In the restaurant world, fast food chain McDonald’s Corporation (NYSE:MCD) is the undisputed king. With over 34,000 locations in more than 100 countries McDonald’s has one of the largest footprints in the industry, and over the past decade the company has achieved impressive growth. Not only that, the company has raised its dividend every year since 1976, a record matched by few other companies in any industry.
Because of this record McDonald’s Corporation (NYSE:MCD) stock is held by many dividend growth investors, those who buy stocks that consistently grow the dividend over time. The stock is not currently part of my Ultimate Dividend Growth Portfolio, which aims to hold the best dividend growth stocks available, but should it be?
Looking at past dividend growth can give you a good idea of what the future holds, but you should never simply extrapolate the past into the future. Over the past decade McDonald’s Corporation (NYSE:MCD) has grown its earnings per share at an annualized rate of about 18.7%, a truly astounding number. The dividend over the same period has grown at an annualized rate of 24.5%, significantly faster.
It should be clear that this situation can’t continue forever. Eventually the payout ratio becomes saturated and the dividend grows only as fast as earnings grow. Over the last decade the payout ratio with respect to earnings has grown from 34% to 54%, leaving little room for further expansion. Companies like McDonald’s Corporation (NYSE:MCD) typically keep the payout ratio under 60%, so I would expect dividend growth and earnings growth to converge fairly soon.
Another issue is that earnings growth is slowing. Over the past five years EPS has only grown by 9.3% annually, about half of the 10 year growth rate.

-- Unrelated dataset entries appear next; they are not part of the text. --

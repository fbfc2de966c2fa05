//! Exact-color centroid and prevalence scans over a cropped frame region.
use image::RgbaImage;
use indexmap::IndexMap;
use std::sync::Arc;
use tracing::{debug, warn};

use super::region::Region;
use crate::capture::debug::DebugImageSink;
use crate::common::{ColorQuery, Frame, Location};

pub type CountResult = IndexMap<ColorQuery, usize>;

/// Match count and centroid of one query, from [`ColorLocator::survey`].
#[derive(Debug, Clone, Copy, PartialEq)]
pub struct ColorMatch {
    pub query: ColorQuery,
    pub count: usize,
    pub location: Option<Location>,
}

#[derive(Debug, Default, Clone, Copy)]
struct Accumulator {
    sum_x: u64,
    sum_y: u64,
    count: usize,
}

impl Accumulator {
    fn centroid(&self) -> Option<Location> {
        if self.count == 0 {
            return None;
        }
        let n = self.count as f64;
        Some(Location::new(self.sum_x as f64 / n, self.sum_y as f64 / n))
    }
}

pub struct ColorLocator {
    region: Region,
    debug_sink: Option<Arc<dyn DebugImageSink>>,
}

impl ColorLocator {
    pub fn new(region: Region) -> Self {
        Self {
            region,
            debug_sink: None,
        }
    }

    pub fn with_debug_sink(mut self, sink: Arc<dyn DebugImageSink>) -> Self {
        self.debug_sink = Some(sink);
        self
    }

    pub fn region(&self) -> &Region {
        &self.region
    }

    /// Mean position of each query's matching pixels, in query order.
    /// Queries with no match are skipped, so the result may be shorter than
    /// `queries`.
    ///
    /// # Panics
    ///
    /// Panics if the region does not fit inside `frame`.
    pub fn locate(&self, frame: &Frame, queries: &[ColorQuery]) -> Vec<Location> {
        let crop = self.crop(frame, "locate");
        queries
            .iter()
            .filter_map(|query| {
                let acc = Self::scan(&crop, query);
                debug!("locate {}: {} matching pixels", query, acc.count);
                acc.centroid()
            })
            .collect()
    }

    /// Number of matching pixels per distinct query, zero counts included.
    ///
    /// # Panics
    ///
    /// Panics if the region does not fit inside `frame`.
    pub fn count(&self, frame: &Frame, queries: &[ColorQuery]) -> CountResult {
        let crop = self.crop(frame, "count");
        let mut counts = CountResult::with_capacity(queries.len());
        for query in queries {
            if counts.contains_key(query) {
                continue;
            }
            let count = Self::scan(&crop, query).count;
            debug!("count {}: {} matching pixels", query, count);
            counts.insert(*query, count);
        }
        counts
    }

    /// Count and centroid of every query from a single crop, one entry per
    /// query in input order, misses included.
    ///
    /// # Panics
    ///
    /// Panics if the region does not fit inside `frame`.
    pub fn survey(&self, frame: &Frame, queries: &[ColorQuery]) -> Vec<ColorMatch> {
        let crop = self.crop(frame, "survey");
        queries
            .iter()
            .map(|query| {
                let acc = Self::scan(&crop, query);
                debug!("survey {}: {} matching pixels", query, acc.count);
                ColorMatch {
                    query: *query,
                    count: acc.count,
                    location: acc.centroid(),
                }
            })
            .collect()
    }

    fn crop(&self, frame: &Frame, label: &str) -> RgbaImage {
        let crop = self.region.crop(frame.image());
        if let Some(sink) = &self.debug_sink {
            if let Err(e) = sink.persist(label, &crop) {
                warn!("Failed to persist {} debug crop: {}", label, e);
            }
        }
        crop
    }

    // Flat row-major walk: row = idx / width, col = idx % width.
    fn scan(crop: &RgbaImage, query: &ColorQuery) -> Accumulator {
        let width = crop.width() as usize;
        crop.as_raw()
            .chunks_exact(4)
            .enumerate()
            .filter(|(_, pixel)| query.matches(pixel))
            .fold(Accumulator::default(), |mut acc, (idx, _)| {
                acc.sum_x += (idx % width) as u64;
                acc.sum_y += (idx / width) as u64;
                acc.count += 1;
                acc
            })
    }
}

#[cfg(test)]
mod tests {
    use super::*;
    use image::{ImageBuffer, ImageError, Rgba};
    use std::sync::Mutex;

    const Q: ColorQuery = ColorQuery::new(68, 221, 255, 255);
    const OTHER: ColorQuery = ColorQuery::new(0, 0, 255, 255);
    const BACKGROUND: Rgba<u8> = Rgba([10, 10, 10, 255]);

    fn frame_with(width: u32, height: u32, pixels: &[(u32, u32, ColorQuery)]) -> Frame {
        let mut image: RgbaImage = ImageBuffer::from_pixel(width, height, BACKGROUND);
        for &(col, row, color) in pixels {
            image.put_pixel(col, row, Rgba(color.0));
        }
        Frame::captured(image)
    }

    fn full(width: u32, height: u32) -> ColorLocator {
        ColorLocator::new(Region::new(0, 0, height, width).unwrap())
    }

    #[test]
    fn single_pixel_centroid_is_its_position() {
        let frame = frame_with(4, 3, &[(2, 1, Q)]);
        assert_eq!(full(4, 3).locate(&frame, &[Q]), vec![Location::new(2.0, 1.0)]);
    }

    #[test]
    fn centroid_averages_matching_pixels() {
        let frame = frame_with(4, 3, &[(0, 0, Q), (2, 0, Q)]);
        assert_eq!(full(4, 3).locate(&frame, &[Q]), vec![Location::new(1.0, 0.0)]);
    }

    #[test]
    fn centroid_can_be_fractional() {
        let frame = frame_with(4, 3, &[(0, 0, Q), (1, 1, Q), (3, 2, Q)]);
        let expected = Location::new(4.0 / 3.0, 1.0);
        assert_eq!(full(4, 3).locate(&frame, &[Q]), vec![expected]);
    }

    #[test]
    fn absent_color_yields_no_location_and_zero_count() {
        let frame = frame_with(4, 3, &[]);
        let locator = full(4, 3);
        assert!(locator.locate(&frame, &[Q]).is_empty());
        let counts = locator.count(&frame, &[Q]);
        assert_eq!(counts.len(), 1);
        assert_eq!(counts[&Q], 0);
    }

    #[test]
    fn locate_skips_misses_and_keeps_query_order() {
        let missing = ColorQuery::new(1, 2, 3, 4);
        let frame = frame_with(4, 3, &[(3, 2, OTHER), (1, 0, Q)]);
        let locations = full(4, 3).locate(&frame, &[OTHER, missing, Q]);
        assert_eq!(
            locations,
            vec![Location::new(3.0, 2.0), Location::new(1.0, 0.0)]
        );
    }

    #[test]
    fn count_has_one_entry_per_distinct_query_even_when_all_zero() {
        let frame = frame_with(5, 5, &[]);
        let queries = [Q, OTHER, Q, ColorQuery::new(1, 1, 1, 1)];
        let counts = full(5, 5).count(&frame, &queries);
        assert_eq!(counts.len(), 3);
        assert!(counts.values().all(|&c| c == 0));
        assert_eq!(counts.keys().copied().collect::<Vec<_>>(), vec![Q, OTHER, queries[3]]);
    }

    #[test]
    fn duplicate_queries_receive_identical_results() {
        let frame = frame_with(4, 3, &[(0, 2, Q), (3, 0, Q)]);
        let locator = full(4, 3);
        let locations = locator.locate(&frame, &[Q, Q]);
        assert_eq!(locations.len(), 2);
        assert_eq!(locations[0], locations[1]);
        assert_eq!(locator.count(&frame, &[Q, Q])[&Q], 2);
    }

    #[test]
    fn repeated_calls_are_identical() {
        let frame = frame_with(6, 4, &[(1, 1, Q), (5, 3, OTHER), (2, 3, Q)]);
        let locator = full(6, 4);
        assert_eq!(
            locator.locate(&frame, &[Q, OTHER]),
            locator.locate(&frame, &[Q, OTHER])
        );
        assert_eq!(
            locator.count(&frame, &[Q, OTHER]),
            locator.count(&frame, &[Q, OTHER])
        );
    }

    #[test]
    fn match_is_exact_on_all_four_channels() {
        let near = ColorQuery::new(68, 221, 255, 254);
        let frame = frame_with(3, 3, &[(1, 1, near)]);
        let locator = full(3, 3);
        assert!(locator.locate(&frame, &[Q]).is_empty());
        assert_eq!(locator.count(&frame, &[Q])[&Q], 0);
    }

    #[test]
    fn coordinates_are_local_to_the_crop() {
        // Pixel at frame (col 5, row 4); region starts at row 3, col 2.
        let frame = frame_with(10, 8, &[(5, 4, Q), (0, 0, Q)]);
        let locator = ColorLocator::new(Region::new(3, 2, 7, 9).unwrap());
        assert_eq!(locator.locate(&frame, &[Q]), vec![Location::new(3.0, 1.0)]);
        assert_eq!(locator.count(&frame, &[Q])[&Q], 1);
    }

    #[test]
    #[should_panic]
    fn region_outside_frame_fails_fast() {
        let frame = frame_with(4, 3, &[]);
        full(5, 3).locate(&frame, &[Q]);
    }

    #[test]
    fn survey_keeps_misses_in_place_and_agrees_with_locate_and_count() {
        let missing = ColorQuery::new(1, 2, 3, 4);
        let frame = frame_with(4, 3, &[(0, 0, Q), (2, 0, Q), (3, 2, OTHER)]);
        let locator = full(4, 3);
        let survey = locator.survey(&frame, &[Q, missing, OTHER]);

        assert_eq!(
            survey,
            vec![
                ColorMatch {
                    query: Q,
                    count: 2,
                    location: Some(Location::new(1.0, 0.0))
                },
                ColorMatch {
                    query: missing,
                    count: 0,
                    location: None
                },
                ColorMatch {
                    query: OTHER,
                    count: 1,
                    location: Some(Location::new(3.0, 2.0))
                },
            ]
        );
        let located: Vec<_> = survey.iter().filter_map(|m| m.location).collect();
        assert_eq!(located, locator.locate(&frame, &[Q, missing, OTHER]));
        let counts = locator.count(&frame, &[Q, missing, OTHER]);
        assert!(survey.iter().all(|m| counts[&m.query] == m.count));
    }

    struct RecordingSink {
        labels: Mutex<Vec<(String, (u32, u32))>>,
        fail: bool,
    }

    impl DebugImageSink for RecordingSink {
        fn persist(&self, label: &str, crop: &RgbaImage) -> Result<(), ImageError> {
            self.labels
                .lock()
                .unwrap()
                .push((label.to_string(), crop.dimensions()));
            if self.fail {
                return Err(ImageError::IoError(std::io::Error::other("disk full")));
            }
            Ok(())
        }
    }

    #[test]
    fn debug_sink_receives_crop_per_call() {
        let sink = Arc::new(RecordingSink {
            labels: Mutex::new(Vec::new()),
            fail: false,
        });
        let locator =
            ColorLocator::new(Region::new(1, 1, 3, 4).unwrap()).with_debug_sink(sink.clone());
        let frame = frame_with(5, 5, &[]);
        locator.locate(&frame, &[Q]);
        locator.count(&frame, &[Q]);
        locator.survey(&frame, &[Q, OTHER]);
        assert_eq!(
            *sink.labels.lock().unwrap(),
            vec![
                ("locate".to_string(), (3, 2)),
                ("count".to_string(), (3, 2)),
                ("survey".to_string(), (3, 2))
            ]
        );
    }

    #[test]
    fn failing_debug_sink_does_not_change_results() {
        let sink = Arc::new(RecordingSink {
            labels: Mutex::new(Vec::new()),
            fail: true,
        });
        let frame = frame_with(4, 3, &[(2, 1, Q)]);
        let locator = full(4, 3).with_debug_sink(sink);
        assert_eq!(locator.locate(&frame, &[Q]), vec![Location::new(2.0, 1.0)]);
        assert_eq!(locator.count(&frame, &[Q])[&Q], 1);
    }
}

Fiscal 2012 saw earnings growth of only 1.7%. Based solely on the past it’s difficult to predict what future earnings and dividend growth rate to expect.
McDonald’s Corporation (NYSE:MCD) has become so big that it’s difficult to imagine the company growing anywhere near as quickly as it has in the past. International markets are the key to growing the store count, and new items like the McWrap are the key to maintaining same-store sales growth. But McDonald’s is no longer the growth stock it once was. The average analyst estimate for annual earnings growth over the next five years is 8.6%, well below the historical value.
The stock has done basically nothing since the end of 2011, possibly because investors realized that the high-growth days of the past were likely over.
During this time of stagnation for the stock the dividend was increased by 10% to $0.77 per quarter, representing a yield based on today’s price of 3.09%. Will the future dividend growth be high enough to justify paying nearly $100 per share for McDonald’s Corporation (NYSE:MCD) stock?
Determining the fair value
A simple method for valuing a stock based on its dividends is the dividend discount model. This method values a stock as the sum of all future dividends discounted back to today by an appropriate discount rate. I like to use 8% as my discount rate for this type of calculation, roughly equal to the average annual return of the market over the long-term.
Determining the future dividend growth for McDonald’s Corporation (NYSE:MCD) is tricky. The company has added healthy options to its menu over the years in an effort to compete with companies like Panera Bread Co (NASDAQ:PNRA), and it’s pushing its McCafe beverages as a cheaper alternative to Starbucks Corporation (NASDAQ:SBUX). This could very well drive same-store sales consistently higher, growth the company needs given the already enormous store count. Share buybacks should contribute a few percent to EPS growth each year, so a 9% growth rate seems reasonable. And there is still some room to grow the payout ratio, so the dividend growing by 9% for the foreseeable future doesn’t seem far fetched.
Here’s is the result of my calculation assuming that the dividend grows by 9% annually for the next 10 years using my dividend valuation tool:
McDonald’s as a dividend stock is fairly valued at about $102 per share, just barely above the current market price. You’d be paying a fair price to buy McDonald’s today.
Better restaurant dividends
While McDonald’s Corporation (NYSE:MCD) is fairly valued there are two restaurant stocks I believe offer a better option for dividend growth investors. Darden Restaurants, Inc. (NYSE:DRI) operates the Red Lobster, Olive Garden, and LongHorn Steakhouse restaurants along with a few others. What makes Darden stand out is a massive 3.9% dividend yield, far higher than that of McDonald’s. Now, Darden doesn’t have the economic moat or the margins that McDonald’s maintains, but Darden has well known brands and has shown strong revenue growth. I suspect that Darden’s dividend growth will be slower than McDonald’s, but the far higher yield makes up for that and then some.